ちなみにルナとヨミは俺の後ろに立って待機している。さすがにソファーには座れないと言うので後ろで待機してもらっている。
「それで、話というのは?」
「アウル君は『赫き翼』というグループを知っているかい?」
赫き翼?すごい中二病感溢れる名前だな。
「いえ、知りませんが」
「だよね。じゃあ、聞き方を変えよう。最近迷宮で4人組の冒険者を助けなかったかい?」
確かに助けた。あ、もしかしてあの人たちが赫き翼だったのかな。
「心当たりがあるようだね。その4人組が赫き翼だよ。最年少でAランク冒険者になったグループさ」
「えっと、確かに助けましたけど、その人たちがどうかしたんですか?」
「その人たちがね、アウル君に恩返しがしたいと私のところに来たんだ」
なんでレブラントさんのところに来たんだろう。俺は名前しか教えてないはずなのに。
「なんで私のところに?って顔してるね。実はメンバーに鼻のいい人がいたらしく、君からベーコンの匂いがしたそうだよ。それでベーコンについて調べたら私に行き着いたというわけさ」
そうか、匂いか。たしかにそこまでは気が回らなかった。
「君に会いたいと言っているから会ってあげてくれないかい?ここでAランク冒険者と縁を作っておくのも悪くないと思うよ?」
ふむ、確かに。いずれ俺も冒険者になるつもりだったし、ここでAランク冒険者と仲良くなるのもいいかもしれないな。
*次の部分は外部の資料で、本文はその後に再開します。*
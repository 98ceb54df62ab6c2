//! Spectral-domain effects built on the transform engine

pub mod noise_suppressor;
pub mod pitch_shifter;
pub mod vocal_canceler;

pub use noise_suppressor::NoiseSuppressor;
pub use pitch_shifter::PitchShifter;
pub use vocal_canceler::VocalCanceler;
//! Phase-vocoder pitch shifter
//!
//! Detects local peaks in the lower half-spectrum and moves each peak
//! together with its surrounding region of bins to a shifted location,
//! rotating the complex coefficients so that successive overlapping frames
//! stay phase-coherent. Moving whole peak regions instead of single bins
//! keeps a peak and its sidelobes aligned, which avoids the "phasiness" of
//! naive per-bin shifting.

use std::f32::consts::PI;

use crate::error::{check_frame, DspError};
use crate::spectrum::fft::{fft, ifft};
use crate::spectrum::windowing::{apply_window_inplace, WindowType};

/// Peak-tracking pitch shifter
#[derive(Debug, Clone)]
pub struct PitchShifter {
    /// Frequency scaling factor (> 0); 2.0 shifts up one octave
    pitch_ratio: f32,

    /// Playback-speed compensation factor (> 0)
    speed_ratio: f32,
}

impl PitchShifter {
    /// Create a pitch shifter.
    ///
    /// # Errors
    /// Returns [`DspError::InvalidParameter`] when either ratio is not a
    /// finite positive number.
    pub fn new(pitch_ratio: f32, speed_ratio: f32) -> Result<Self, DspError> {
        validate_ratio(pitch_ratio)?;
        validate_ratio(speed_ratio)?;

        Ok(Self {
            pitch_ratio,
            speed_ratio,
        })
    }

    /// Current pitch ratio
    pub fn pitch_ratio(&self) -> f32 {
        self.pitch_ratio
    }

    /// Current speed ratio
    pub fn speed_ratio(&self) -> f32 {
        self.speed_ratio
    }

    /// Update the pitch ratio
    pub fn set_pitch_ratio(&mut self, pitch_ratio: f32) -> Result<(), DspError> {
        validate_ratio(pitch_ratio)?;
        self.pitch_ratio = pitch_ratio;

        Ok(())
    }

    /// Update the speed ratio
    pub fn set_speed_ratio(&mut self, speed_ratio: f32) -> Result<(), DspError> {
        validate_ratio(speed_ratio)?;
        self.speed_ratio = speed_ratio;

        Ok(())
    }

    /// Shift one analysis frame.
    ///
    /// `time_cursor` is the caller-owned frame continuity counter: advance it
    /// by the hop size between successive calls so the per-region phase
    /// rotation lines up across overlapping frames.
    ///
    /// # Errors
    /// Returns [`DspError::InvalidLength`] when the frame length is zero or
    /// not a power of two.
    pub fn process(&self, input: &[f32], time_cursor: u64) -> Result<Vec<f32>, DspError> {
        check_frame(input)?;

        let size = input.len();
        let half = size / 2;

        let mut reals = input.to_vec();
        apply_window_inplace(&mut reals, WindowType::Hanning);

        let mut imags = vec![0.0_f32; size];
        fft(&mut reals, &mut imags);

        // Squared magnitudes over the non-negative frequencies
        let power: Vec<f32> = (0..=half)
            .map(|k| reals[k] * reals[k] + imags[k] * imags[k])
            .collect();

        let peaks = find_peaks(&power);
        log::trace!("pitch shifter found {} peaks in {} bins", peaks.len(), half + 1);

        let mut shifted_reals = vec![0.0_f32; size];
        let mut shifted_imags = vec![0.0_f32; size];

        let ratio = self.pitch_ratio / self.speed_ratio;

        for (p, &peak) in peaks.iter().enumerate() {
            let shifted = (peak as f32 * ratio).round() as i64;

            // Peaks pushed past the half-spectrum drop out entirely
            if shifted < 0 || shifted as usize > half {
                continue;
            }

            // Region bounds: midpoint to the neighboring peaks, buffer
            // edges for the outermost regions. Regions tile [0, half].
            let region_start = if p == 0 {
                0
            } else {
                (peaks[p - 1] + peak) / 2 + 1
            };
            let region_end = if p == peaks.len() - 1 {
                half
            } else {
                (peak + peaks[p + 1]) / 2
            };

            let displacement = shifted - peak as i64;

            // Rotation that keeps this region phase-continuous with the
            // previous overlapping frames
            let omega = 2.0 * PI * displacement as f32 / size as f32;
            let advance = omega * time_cursor as f32;
            let (sin_advance, cos_advance) = advance.sin_cos();

            for source in region_start..=region_end {
                let destination = source as i64 + displacement;

                if destination < 0 || destination as usize > half {
                    continue;
                }

                let destination = destination as usize;
                let re = reals[source];
                let im = imags[source];

                // Accumulate: distinct regions may land on the same bin
                shifted_reals[destination] += re * cos_advance - im * sin_advance;
                shifted_imags[destination] += re * sin_advance + im * cos_advance;
            }
        }

        // Only non-negative frequencies were populated; rebuild the upper
        // half by conjugate symmetry so the inverse transform is real
        for k in 1..half {
            shifted_reals[size - k] = shifted_reals[k];
            shifted_imags[size - k] = -shifted_imags[k];
        }

        ifft(&mut shifted_reals, &mut shifted_imags);
        apply_window_inplace(&mut shifted_reals, WindowType::Hanning);

        Ok(shifted_reals)
    }
}

/// Find local maxima of the squared-magnitude half-spectrum.
///
/// Bin k is a peak when it exceeds both neighbors on each side. After a
/// hit the scan advances by two instead of one; adjacent peaks closer than
/// that are deliberately not reported (preserved spacing heuristic of the
/// reference implementation).
fn find_peaks(power: &[f32]) -> Vec<usize> {
    let mut peaks = Vec::new();

    if power.len() < 5 {
        return peaks;
    }

    let half = power.len() - 1;
    let mut k = 2;

    while k + 2 <= half {
        if power[k] > power[k - 1]
            && power[k] > power[k - 2]
            && power[k] > power[k + 1]
            && power[k] > power[k + 2]
        {
            peaks.push(k);
            k += 2;
        } else {
            k += 1;
        }
    }

    peaks
}

fn validate_ratio(ratio: f32) -> Result<(), DspError> {
    if !ratio.is_finite() || ratio <= 0.0 {
        return Err(DspError::InvalidParameter(
            "pitch and speed ratios must be finite and > 0",
        ));
    }

    Ok(())
}

#[cfg(test)]
mod tests {
    use super::*;
    use crate::spectrum::windowing::generate_window;

    fn two_tone(size: usize, bin_a: usize, bin_b: usize) -> Vec<f32> {
        (0..size)
            .map(|n| {
                let t = n as f32 / size as f32;
                (2.0 * PI * bin_a as f32 * t).sin() + 0.6 * (2.0 * PI * bin_b as f32 * t).sin()
            })
            .collect()
    }

    fn dominant_bin(frame: &[f32]) -> usize {
        let mut reals = frame.to_vec();
        let mut imags = vec![0.0_f32; frame.len()];
        fft(&mut reals, &mut imags);

        (1..frame.len() / 2)
            .map(|k| (k, reals[k] * reals[k] + imags[k] * imags[k]))
            .max_by(|(_, a), (_, b)| a.partial_cmp(b).unwrap())
            .map(|(k, _)| k)
            .unwrap()
    }

    #[test]
    fn test_unity_ratios_reproduce_windowed_input() {
        let size = 256;
        let input = two_tone(size, 12, 31);

        let shifter = PitchShifter::new(1.0, 1.0).unwrap();
        let output = shifter.process(&input, 0).unwrap();

        // Regions tile the half-spectrum and nothing moves, so the frame
        // comes back shaped by the analysis and synthesis windows
        let window = generate_window(WindowType::Hanning, size);
        for n in 0..size {
            let expected = input[n] * window[n] * window[n];
            assert!(
                (output[n] - expected).abs() < 1e-2,
                "sample {}: {} vs {}",
                n,
                output[n],
                expected
            );
        }
    }

    #[test]
    fn test_octave_up_doubles_dominant_bin() {
        let size = 512;
        let input: Vec<f32> = (0..size)
            .map(|n| (2.0 * PI * 20.0 * n as f32 / size as f32).sin())
            .collect();

        let shifter = PitchShifter::new(2.0, 1.0).unwrap();
        let output = shifter.process(&input, 0).unwrap();

        let bin = dominant_bin(&output);
        assert!(
            (38..=42).contains(&bin),
            "dominant bin {} not near doubled frequency",
            bin
        );
    }

    #[test]
    fn test_speed_ratio_counteracts_pitch_ratio() {
        let size = 512;
        let input: Vec<f32> = (0..size)
            .map(|n| (2.0 * PI * 24.0 * n as f32 / size as f32).sin())
            .collect();

        // pitch 2 at speed 2 leaves bins where they are
        let shifter = PitchShifter::new(2.0, 2.0).unwrap();
        let output = shifter.process(&input, 0).unwrap();

        let bin = dominant_bin(&output);
        assert!((22..=26).contains(&bin), "dominant bin {} moved", bin);
    }

    #[test]
    fn test_peaks_shifted_out_of_range_are_dropped() {
        let size = 128;
        let input: Vec<f32> = (0..size)
            .map(|n| (2.0 * PI * 50.0 * n as f32 / size as f32).sin())
            .collect();

        // Bin 50 * 4 lands far past the half-spectrum, so its region is
        // discarded and the frame loses almost all its energy
        let shifter = PitchShifter::new(4.0, 1.0).unwrap();
        let output = shifter.process(&input, 0).unwrap();

        let energy: f32 = output.iter().map(|&s| s * s).sum();
        let input_energy: f32 = input.iter().map(|&s| s * s).sum();
        assert!(energy < input_energy * 0.05);
    }

    #[test]
    fn test_find_peaks_strict_local_maxima() {
        // Peaks at 4 and 9; bins 0..2 never qualify
        let power = [9.0, 0.1, 0.2, 0.3, 5.0, 0.3, 0.2, 0.4, 0.5, 3.0, 0.2, 0.1, 0.0];
        assert_eq!(find_peaks(&power), vec![4, 9]);
    }

    #[test]
    fn test_find_peaks_advance_by_two_skips_neighbor() {
        // The hit at 4 moves the scan straight to bin 6, which then fails
        // against the larger peak two bins below it
        let power = [0.0, 0.0, 0.1, 0.2, 5.0, 0.3, 4.0, 0.2, 0.1, 0.0, 0.0];
        let peaks = find_peaks(&power);
        assert_eq!(peaks, vec![4]);
    }

    #[test]
    fn test_rejects_bad_parameters() {
        assert!(PitchShifter::new(0.0, 1.0).is_err());
        assert!(PitchShifter::new(1.0, -1.0).is_err());
        assert!(PitchShifter::new(f32::NAN, 1.0).is_err());

        let shifter = PitchShifter::new(1.5, 1.0).unwrap();
        assert_eq!(
            shifter.process(&[0.0; 96], 0),
            Err(DspError::InvalidLength { len: 96 })
        );
    }
}
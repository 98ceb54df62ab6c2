//! Stereo vocal cancellation
//!
//! Two strategies over a stereo pair: a spectral gate that attenuates bins
//! whose left/right magnitudes are nearly identical (center-panned content,
//! typically the lead vocal), and the classic time-domain channel-difference
//! canceler. Side-panned instrumentation passes through either way.

use crate::error::{check_frame, DspError};
use crate::spectrum::fft::{fft, ifft};
use crate::spectrum::polar::{from_polar, magnitude, phase};
use crate::spectrum::windowing::{apply_window_inplace, WindowType};

/// Floor for gated bins. Kept positive so reconstruction from polar form
/// never collapses onto the zero-magnitude phase singularity.
const MINIMUM_AMPLITUDE: f32 = 1e-6;

/// Center-channel canceler over a stereo frame pair
#[derive(Debug, Clone)]
pub struct VocalCanceler {
    /// Sample rate in Hz
    sample_rate: f32,

    /// Lower edge of the gated band in Hz
    min_frequency: f32,

    /// Upper edge of the gated band in Hz
    max_frequency: f32,

    /// Similarity threshold below which a bin counts as center-panned
    threshold: f32,
}

impl VocalCanceler {
    /// Create a canceler for the given band and similarity threshold.
    ///
    /// # Errors
    /// Returns [`DspError::InvalidParameter`] when `sample_rate` is not
    /// positive, the band edges are negative or inverted, or `threshold`
    /// is negative.
    pub fn new(
        sample_rate: f32,
        min_frequency: f32,
        max_frequency: f32,
        threshold: f32,
    ) -> Result<Self, DspError> {
        if !sample_rate.is_finite() || sample_rate <= 0.0 {
            return Err(DspError::InvalidParameter("sample rate must be > 0"));
        }

        if !min_frequency.is_finite() || !max_frequency.is_finite() || min_frequency < 0.0 {
            return Err(DspError::InvalidParameter(
                "band edges must be finite and >= 0",
            ));
        }

        if min_frequency > max_frequency {
            return Err(DspError::InvalidParameter(
                "min frequency must not exceed max frequency",
            ));
        }

        if !threshold.is_finite() || threshold < 0.0 {
            return Err(DspError::InvalidParameter(
                "similarity threshold must be finite and >= 0",
            ));
        }

        Ok(Self {
            sample_rate,
            min_frequency,
            max_frequency,
            threshold,
        })
    }

    /// Gate center-panned spectral content out of a stereo frame pair.
    ///
    /// Both channels are transformed independently. Inside the configured
    /// band, a bin whose left/right magnitude difference is small relative
    /// to the combined magnitude is clamped to a tiny floor on both
    /// channels (and so is its conjugate mirror bin), then both channels
    /// are rebuilt from the edited magnitudes and the original phases.
    ///
    /// # Returns
    /// `2N` samples: the left frame followed by the right frame.
    ///
    /// # Errors
    /// Returns [`DspError::InvalidLength`] for zero or non-power-of-two
    /// frames and [`DspError::ChannelMismatch`] when the channels differ
    /// in length.
    pub fn process(&self, left: &[f32], right: &[f32]) -> Result<Vec<f32>, DspError> {
        check_frame(left)?;
        check_frame(right)?;

        if left.len() != right.len() {
            return Err(DspError::ChannelMismatch {
                left: left.len(),
                right: right.len(),
            });
        }

        let size = left.len();

        // Rectangular windowing is an identity, applied anyway so both
        // channels run the same pipeline as the windowed effects
        let mut left_reals = left.to_vec();
        let mut right_reals = right.to_vec();
        apply_window_inplace(&mut left_reals, WindowType::Rectangular);
        apply_window_inplace(&mut right_reals, WindowType::Rectangular);

        let mut left_imags = vec![0.0_f32; size];
        let mut right_imags = vec![0.0_f32; size];
        fft(&mut left_reals, &mut left_imags);
        fft(&mut right_reals, &mut right_imags);

        let mut left_magnitudes = vec![0.0_f32; size];
        let mut right_magnitudes = vec![0.0_f32; size];
        let mut left_phases = vec![0.0_f32; size];
        let mut right_phases = vec![0.0_f32; size];

        for k in 0..size {
            left_magnitudes[k] = magnitude(left_reals[k], left_imags[k]);
            right_magnitudes[k] = magnitude(right_reals[k], right_imags[k]);
            left_phases[k] = phase(left_reals[k], left_imags[k]);
            right_phases[k] = phase(right_reals[k], right_imags[k]);
        }

        let bins_per_hz = size as f32 / self.sample_rate;
        let min_bin = (self.min_frequency * bins_per_hz).floor() as usize;
        let max_bin = ((self.max_frequency * bins_per_hz).floor() as usize).min(size);

        let mut gated = 0usize;

        for k in min_bin..max_bin {
            let difference = left_magnitudes[k] - right_magnitudes[k];
            let sum = left_magnitudes[k] + right_magnitudes[k];

            let denominator = sum * sum;
            if denominator == 0.0 {
                // Both channels silent here; nothing to compare
                continue;
            }

            let similarity = (difference * difference) / denominator;

            if similarity < self.threshold {
                left_magnitudes[k] = MINIMUM_AMPLITUDE;
                right_magnitudes[k] = MINIMUM_AMPLITUDE;

                // Clamp the conjugate mirror too; bin 0 has none
                if k > 0 {
                    left_magnitudes[size - k] = MINIMUM_AMPLITUDE;
                    right_magnitudes[size - k] = MINIMUM_AMPLITUDE;
                }

                gated += 1;
            }
        }

        log::trace!(
            "spectral gate clamped {} of {} bins in [{}, {})",
            gated,
            max_bin.saturating_sub(min_bin),
            min_bin,
            max_bin
        );

        for k in 0..size {
            let (re, im) = from_polar(left_magnitudes[k], left_phases[k]);
            left_reals[k] = re;
            left_imags[k] = im;

            let (re, im) = from_polar(right_magnitudes[k], right_phases[k]);
            right_reals[k] = re;
            right_imags[k] = im;
        }

        ifft(&mut left_reals, &mut left_imags);
        ifft(&mut right_reals, &mut right_imags);

        apply_window_inplace(&mut left_reals, WindowType::Rectangular);
        apply_window_inplace(&mut right_reals, WindowType::Rectangular);

        let mut output = Vec::with_capacity(2 * size);
        output.extend_from_slice(&left_reals);
        output.extend_from_slice(&right_reals);

        Ok(output)
    }

    /// Classic time-domain canceler: subtract a scaled copy of the opposite
    /// channel from each side. `depth` 0 passes the input through, 1 fully
    /// subtracts the opposite channel.
    ///
    /// No transform is involved, so any matching nonzero frame lengths are
    /// accepted.
    ///
    /// # Returns
    /// `2N` samples: the left frame followed by the right frame.
    pub fn process_time_domain(
        left: &[f32],
        right: &[f32],
        depth: f32,
    ) -> Result<Vec<f32>, DspError> {
        if !depth.is_finite() || !(0.0..=1.0).contains(&depth) {
            return Err(DspError::InvalidParameter("depth must lie in [0, 1]"));
        }

        if left.len() != right.len() {
            return Err(DspError::ChannelMismatch {
                left: left.len(),
                right: right.len(),
            });
        }

        let mut output = Vec::with_capacity(2 * left.len());
        output.extend(left.iter().zip(right.iter()).map(|(&l, &r)| l - depth * r));
        output.extend(right.iter().zip(left.iter()).map(|(&r, &l)| r - depth * l));

        Ok(output)
    }
}
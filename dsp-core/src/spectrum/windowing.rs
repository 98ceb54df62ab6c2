//! Analysis/synthesis window functions
//!
//! Applied to time-domain frames before and after the transform to control
//! spectral leakage and frame-edge artifacts. The raised-cosine windows
//! evaluate odd-indexed samples at a half-sample offset; that is a
//! characteristic of the reference implementation and is preserved here
//! rather than replaced with the textbook symmetric form.

use std::f32::consts::PI;

/// Window function types
#[derive(Debug, Clone, Copy, PartialEq, Eq)]
pub enum WindowType {
    /// w[n] = 1 for all n (no shaping)
    Rectangular,

    /// w[n] = 0.5 - 0.5*cos(2πn/N), half-sample offset on odd n
    Hanning,

    /// w[n] = 0.54 - 0.46*cos(2πn/N), half-sample offset on odd n
    Hamming,
}

/// Generate window coefficients
///
/// # Arguments
/// * `window_type` - Type of window function
/// * `length` - Number of samples (N), must be nonzero
///
/// # Returns
/// Vector of window coefficients w[n] for n = 0..N-1
pub fn generate_window(window_type: WindowType, length: usize) -> Vec<f32> {
    match window_type {
        WindowType::Rectangular => vec![1.0; length],
        WindowType::Hanning => raised_cosine(length, 0.5, 0.5),
        WindowType::Hamming => raised_cosine(length, 0.54, 0.46),
    }
}

fn raised_cosine(length: usize, a0: f32, a1: f32) -> Vec<f32> {
    let size = length as f32;

    (0..length)
        .map(|n| {
            // Odd-indexed samples are evaluated half a sample later
            let position = if n & 1 == 1 {
                n as f32 + 0.5
            } else {
                n as f32
            };

            a0 - a1 * (2.0 * PI * position / size).cos()
        })
        .collect()
}

/// Multiply a frame by the given window, in place.
///
/// Rectangular is the identity and touches nothing.
pub fn apply_window_inplace(frame: &mut [f32], window_type: WindowType) {
    if window_type == WindowType::Rectangular {
        return;
    }

    let window = generate_window(window_type, frame.len());

    for (sample, weight) in frame.iter_mut().zip(window.iter()) {
        *sample *= weight;
    }
}

#[cfg(test)]
mod tests {
    use super::*;

    #[test]
    fn test_hanning_bounded_to_unit_interval() {
        for length in [8, 128, 1024, 2048] {
            let window = generate_window(WindowType::Hanning, length);

            assert_eq!(window.len(), length);
            assert!(window.iter().all(|&w| (0.0..=1.0).contains(&w)));
        }
    }

    #[test]
    fn test_hamming_bounded_with_pedestal() {
        for length in [8, 128, 1024, 2048] {
            let window = generate_window(WindowType::Hamming, length);

            // Hamming never reaches zero: 0.54 - 0.46 = 0.08 pedestal
            assert!(window.iter().all(|&w| w >= 0.08 - 1e-6 && w <= 1.0 + 1e-6));
        }
    }

    #[test]
    fn test_rectangular_is_identity() {
        let window = generate_window(WindowType::Rectangular, 100);
        assert!(window.iter().all(|&w| w == 1.0));

        let mut frame = vec![0.25_f32; 64];
        apply_window_inplace(&mut frame, WindowType::Rectangular);
        assert!(frame.iter().all(|&s| s == 0.25));
    }

    #[test]
    fn test_odd_index_half_sample_offset() {
        let size = 64;
        let window = generate_window(WindowType::Hanning, size);

        let even = 0.5 - 0.5 * (2.0 * PI * 2.0 / size as f32).cos();
        let odd = 0.5 - 0.5 * (2.0 * PI * 3.5 / size as f32).cos();

        assert!((window[2] - even).abs() < 1e-6);
        assert!((window[3] - odd).abs() < 1e-6);
    }

    #[test]
    fn test_apply_window_scales_samples() {
        let size = 128;
        let mut frame = vec![1.0_f32; size];
        apply_window_inplace(&mut frame, WindowType::Hanning);

        let window = generate_window(WindowType::Hanning, size);
        for n in 0..size {
            assert!((frame[n] - window[n]).abs() < 1e-7);
        }

        // Frame edges are attenuated, the middle passes nearly intact
        assert!(frame[0] < 0.01);
        assert!(frame[size / 2] > 0.99);
    }
}
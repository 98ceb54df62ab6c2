//! Error types shared by the effect APIs
//!
//! Precondition violations inside the transform engine itself are programming
//! errors and panic via assertions; the public effect entry points validate
//! their inputs and return these errors instead.

use thiserror::Error;

/// Errors returned by the effect and analyzer APIs
#[derive(Debug, Clone, PartialEq, Eq, Error)]
pub enum DspError {
    /// Frame length is zero or not a power of two
    #[error("invalid frame length {len}: expected a nonzero power of two")]
    InvalidLength {
        /// Offending length
        len: usize,
    },

    /// Stereo channels have different frame lengths
    #[error("channel length mismatch: left is {left} samples, right is {right}")]
    ChannelMismatch {
        /// Left channel length
        left: usize,
        /// Right channel length
        right: usize,
    },

    /// An effect parameter is out of its documented range
    #[error("invalid parameter: {0}")]
    InvalidParameter(&'static str),
}

/// Validate a single analysis frame: nonzero, power-of-two length
pub(crate) fn check_frame(frame: &[f32]) -> Result<(), DspError> {
    if frame.is_empty() || !frame.len().is_power_of_two() {
        return Err(DspError::InvalidLength { len: frame.len() });
    }

    Ok(())
}

#[cfg(test)]
mod tests {
    use super::*;

    #[test]
    fn test_check_frame_accepts_powers_of_two() {
        assert!(check_frame(&[0.0; 1]).is_ok());
        assert!(check_frame(&[0.0; 128]).is_ok());
        assert!(check_frame(&[0.0; 2048]).is_ok());
    }

    #[test]
    fn test_check_frame_rejects_invalid_lengths() {
        assert_eq!(check_frame(&[]), Err(DspError::InvalidLength { len: 0 }));
        assert_eq!(check_frame(&[0.0; 3]), Err(DspError::InvalidLength { len: 3 }));
        assert_eq!(check_frame(&[0.0; 100]), Err(DspError::InvalidLength { len: 100 }));
    }
}
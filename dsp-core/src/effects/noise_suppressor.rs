//! Spectral-subtraction noise suppressor
//!
//! Removes stationary background noise by subtracting a fixed floor from the
//! magnitude spectrum of each frame while keeping the original phases.

use crate::error::{check_frame, DspError};
use crate::spectrum::fft::{fft, ifft};
use crate::spectrum::polar::{from_polar, magnitude, phase};
use crate::spectrum::windowing::{apply_window_inplace, WindowType};

/// Magnitude-threshold noise suppressor
#[derive(Debug, Clone)]
pub struct NoiseSuppressor {
    /// Spectral floor subtracted from every bin magnitude
    threshold: f32,
}

impl NoiseSuppressor {
    /// Create a suppressor with the given spectral floor.
    ///
    /// # Errors
    /// Returns [`DspError::InvalidParameter`] when `threshold` is negative
    /// or not finite.
    pub fn new(threshold: f32) -> Result<Self, DspError> {
        validate_threshold(threshold)?;

        Ok(Self { threshold })
    }

    /// Current spectral floor
    pub fn threshold(&self) -> f32 {
        self.threshold
    }

    /// Update the spectral floor
    pub fn set_threshold(&mut self, threshold: f32) -> Result<(), DspError> {
        validate_threshold(threshold)?;
        self.threshold = threshold;

        Ok(())
    }

    /// Suppress the noise floor of one analysis frame.
    ///
    /// The frame is Hanning-windowed, transformed, every bin magnitude is
    /// reduced by the threshold (clamped at zero), the spectrum is rebuilt
    /// from the reduced magnitudes and original phases, and the inverse
    /// transform is Hanning-windowed again so frame edges stay smooth under
    /// host-side overlap-add.
    ///
    /// # Errors
    /// Returns [`DspError::InvalidLength`] when the frame length is zero or
    /// not a power of two.
    pub fn process(&self, input: &[f32]) -> Result<Vec<f32>, DspError> {
        check_frame(input)?;

        let size = input.len();

        let mut reals = input.to_vec();
        apply_window_inplace(&mut reals, WindowType::Hanning);

        let mut imags = vec![0.0_f32; size];
        fft(&mut reals, &mut imags);

        for k in 0..size {
            let bin_magnitude = magnitude(reals[k], imags[k]);
            let bin_phase = phase(reals[k], imags[k]);

            let suppressed = (bin_magnitude - self.threshold).max(0.0);

            let (re, im) = from_polar(suppressed, bin_phase);
            reals[k] = re;
            imags[k] = im;
        }

        ifft(&mut reals, &mut imags);
        apply_window_inplace(&mut reals, WindowType::Hanning);

        Ok(reals)
    }
}

fn validate_threshold(threshold: f32) -> Result<(), DspError> {
    if !threshold.is_finite() || threshold < 0.0 {
        return Err(DspError::InvalidParameter(
            "noise suppression threshold must be finite and >= 0",
        ));
    }

    Ok(())
}
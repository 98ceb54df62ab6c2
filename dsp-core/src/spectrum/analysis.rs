//! High-level spectrum analyzer
//!
//! Windows a time-domain frame and reports its magnitude spectrum, for
//! metering and visualization hosts that want bins rather than samples.

use super::fft::fft;
use super::windowing::{apply_window_inplace, WindowType};
use crate::error::DspError;

/// Spectrum analyzer configuration
#[derive(Debug, Clone)]
pub struct AnalyzerConfig {
    /// Transform size in samples, must be a power of two
    pub fft_size: usize,

    /// Analysis window applied before the transform
    pub window_type: WindowType,

    /// Sample rate in Hz, used only for the frequency axis
    pub sample_rate: f32,
}

impl Default for AnalyzerConfig {
    fn default() -> Self {
        Self {
            fft_size: 2048,
            window_type: WindowType::Hanning,
            sample_rate: 48000.0,
        }
    }
}

/// Magnitude-spectrum analyzer over the crate's transform engine
pub struct SpectrumAnalyzer {
    config: AnalyzerConfig,
}

impl SpectrumAnalyzer {
    /// Create a new analyzer.
    ///
    /// # Errors
    /// Returns [`DspError::InvalidLength`] when `fft_size` is zero or not a
    /// power of two.
    pub fn new(config: AnalyzerConfig) -> Result<Self, DspError> {
        if config.fft_size == 0 || !config.fft_size.is_power_of_two() {
            return Err(DspError::InvalidLength {
                len: config.fft_size,
            });
        }

        Ok(Self { config })
    }

    /// Analyze a frame and return its magnitude spectrum.
    ///
    /// The frame is zero-padded (or truncated) to the configured transform
    /// size before windowing.
    ///
    /// # Returns
    /// Magnitudes |X[k]| for k = 0..fft_size/2 inclusive (positive
    /// frequencies only)
    pub fn analyze(&self, frame: &[f32]) -> Vec<f32> {
        let size = self.config.fft_size;

        let mut reals = vec![0.0_f32; size];
        let copy_len = frame.len().min(size);
        reals[..copy_len].copy_from_slice(&frame[..copy_len]);

        apply_window_inplace(&mut reals, self.config.window_type);

        let mut imags = vec![0.0_f32; size];
        fft(&mut reals, &mut imags);

        (0..=size / 2)
            .map(|k| super::polar::magnitude(reals[k], imags[k]))
            .collect()
    }

    /// Analyze a frame and return its magnitude spectrum in dB.
    ///
    /// # Arguments
    /// * `frame` - Input frame
    /// * `reference` - Reference level for dB (1.0 for dBFS-style readings)
    pub fn analyze_db(&self, frame: &[f32], reference: f32) -> Vec<f32> {
        self.analyze(frame)
            .iter()
            .map(|&mag| {
                let clamped = mag.max(1e-10); // avoid log(0)
                20.0 * (clamped / reference).log10()
            })
            .collect()
    }

    /// Frequency in Hz of each analysis bin
    pub fn frequency_bins_hz(&self) -> Vec<f32> {
        let size = self.config.fft_size as f32;

        (0..=self.config.fft_size / 2)
            .map(|k| k as f32 * self.config.sample_rate / size)
            .collect()
    }

    /// Number of reported bins (fft_size/2 + 1)
    pub fn num_bins(&self) -> usize {
        self.config.fft_size / 2 + 1
    }

    /// Current configuration
    pub fn config(&self) -> &AnalyzerConfig {
        &self.config
    }
}
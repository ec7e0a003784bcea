use std::env;
use std::process::Command;

fn main() {
    println!("cargo:rerun-if-env-changed=RUSTC");

    let rustc = env::var("RUSTC").unwrap_or_else(|_| "rustc".to_string());
    let version = Command::new(rustc)
        .arg("--version")
        .output()
        .ok()
        .filter(|output| output.status.success())
        .and_then(|output| String::from_utf8(output.stdout).ok())
        .and_then(|stdout| stdout.split_whitespace().nth(1).map(str::to_string))
        .unwrap_or_else(|| "unknown".to_string());

    println!("cargo:rustc-env=REGISTRY_BRIDGE_RUSTC_VERSION={version}");
}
「わかりました。よく考えると悪くないかもしれませんね」
「そうか、良かった。じゃあアウル君の都合がいい時に会えるよう予定を立てるけど、いつが大丈夫だい?」
やりたいことはたくさんある。勉強もしたいし、ルナとヨミのレベリングもしたい。・・・メイド服が6日後に出来上がるし、受け取ったあとででいいかな。
「そうですね、予定がちょっと立て込んでますので、6日後の昼過ぎでもいいですか?」
「わかった。・・・私もその日は大丈夫だ。相手側には私から伝えておくよ」
「あと一つ確認したいことがあるんだが、最近迷宮で変わったことはないかい?」
「変わったことですか?・・・そう言えば、迷宮の16階でレッドオーガが出たんですけど、あの階に出るんですか?」
「レッドオーガだって?!確かそいつは25階層以降に出る魔物のはずだ!」
やっぱりか。あいつだけ強いなとは思ったけど、それだけ下の階層なら強いのも頷けるな。
「とりあえず何かが起こっているかもしれないというのは分かった。私はこのことを赫き翼を通じて冒険者ギルドに報告しておくよ。あ、あと今月分の羽毛代白金貨80枚用意できたから渡しとくね」
「分かりました。それじゃあ、今日のところは俺たちも帰ります。また6日後に来ますね」
お金は数えないで仕舞っちゃったけど、大丈夫だよね
うーん、それにしても何か嫌な予感がする。食料はサギーシ商会から買ったのがまだまだたくさんあるけど、念のためにまた買い込んでおくかな。
夜ご飯は3人で仲良く作っていろいろな料理を教えてあげた。
初めて見る調理方法などに驚きつつも、すごいスピードで習得していく2人は天才なのだろうと思った。
お風呂では昨日以上にサービスされてしまったせいで、危うくのぼせるところだった。
新たに買った家具を部屋に設置してあげて、今日は寝ることにした。
・・・なんとなく不安なので、扉に鍵をかけておいたら案の定夜中にガチャガチャと扉から音が聞こえてくる。
「あれ?おかしいな・・・。昨日は開いてたのに。ご主人様!ヨミです開けてください!」
何か聞こえた気がするが、さすがにまだ早いよね。
俺まだ10歳だよ?じゃあおやすみなさい。
「ご主人様~~!!」
ヨミの声が静かに家の中に響いたのだった。